2) A second example is when Martin Amis complained about ‘honour killing’, saying that multiculturalism had meant allowing outrageous forms of behaviour purely on the grounds that it could be traced to someone’s tradition, a form of religious piety or ethnic ritual. He assumed, incorrectly, that honour killing is a particularly Islamic form of behaviour. It is not. It is a form of patriarchal violence that is practised in numerous countries, from Latin America to Europe to south Asia. It is sometimes called dowry killing; sometimes called a ‘crime of passion’; and sometimes it’s just known as murdering your spouse, two cases of which take place every week in the UK. But, again, he repeated this nonsensical claim that multiculturalism means tolerating murder – repeat and underline, it’s not tolerated, it’s against the law.
What’s interesting about these examples, and what they say about the critique of multiculturalism that is coming alongside anti-Muslim racism, is that this partakes of the very static and essentialist account of culture that official multiculturalism of the kind pursued in the 1980s and 1990s, helped produce.
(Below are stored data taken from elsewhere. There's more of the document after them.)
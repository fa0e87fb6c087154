use serde::{Deserialize, Serialize};

/// Where a folder stands in the configure/activate lifecycle.
#[derive(Debug, Clone, Copy, PartialEq, Eq, Serialize, Deserialize)]
#[serde(rename_all = "snake_case")]
pub enum SequenceState {
    /// The folder has never been configured as a phase folder
    Unconfigured,
    /// Configured, but not the selected folder or without a live master scene
    ConfiguredInactive,
    /// Selected, with a master scene that exists
    Active,
}

impl SequenceState {
    pub fn derive(marked: bool, selected: bool, master_exists: bool) -> Self {
        match (marked, selected && master_exists) {
            (false, _) => SequenceState::Unconfigured,
            (true, false) => SequenceState::ConfiguredInactive,
            (true, true) => SequenceState::Active,
        }
    }

    pub fn is_active(self) -> bool {
        self == SequenceState::Active
    }
}

impl std::fmt::Display for SequenceState {
    fn fmt(&self, f: &mut std::fmt::Formatter<'_>) -> std::fmt::Result {
        match self {
            SequenceState::Unconfigured => write!(f, "unconfigured"),
            SequenceState::ConfiguredInactive => write!(f, "configured"),
            SequenceState::Active => write!(f, "active"),
        }
    }
}

#[cfg(test)]
mod tests {
    use super::*;

    #[test]
    fn test_derive_state() {
        assert_eq!(SequenceState::derive(false, true, true), SequenceState::Unconfigured);
        assert_eq!(
            SequenceState::derive(true, true, false),
            SequenceState::ConfiguredInactive
        );
        assert_eq!(
            SequenceState::derive(true, false, true),
            SequenceState::ConfiguredInactive
        );
        assert!(SequenceState::derive(true, true, true).is_active());
    }

    #[test]
    fn test_display() {
        assert_eq!(SequenceState::Active.to_string(), "active");
        assert_eq!(SequenceState::ConfiguredInactive.to_string(), "configured");
    }
}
The confusion which enables people like Liddle and Amis to spout this kind of hysterical racist nonsense, while professing to be anti-racist, partly results from the exaggeration of the role of biology in racist ideology. Historically, cultural tropes have always been built in to racist ideology. Many variants of Enlightenment racism were explicitly culturalist rather than biological, but even those forms of racism that have historically privileged some idea of the biological race have always supplemented it with cultural stereotyping and essentialism – from wily Orientals, to avaricious Jews, to violent African Americans. More to the point, the way in which ‘race’ was constructed as a political category had surprisingly little to do with biological notions of race.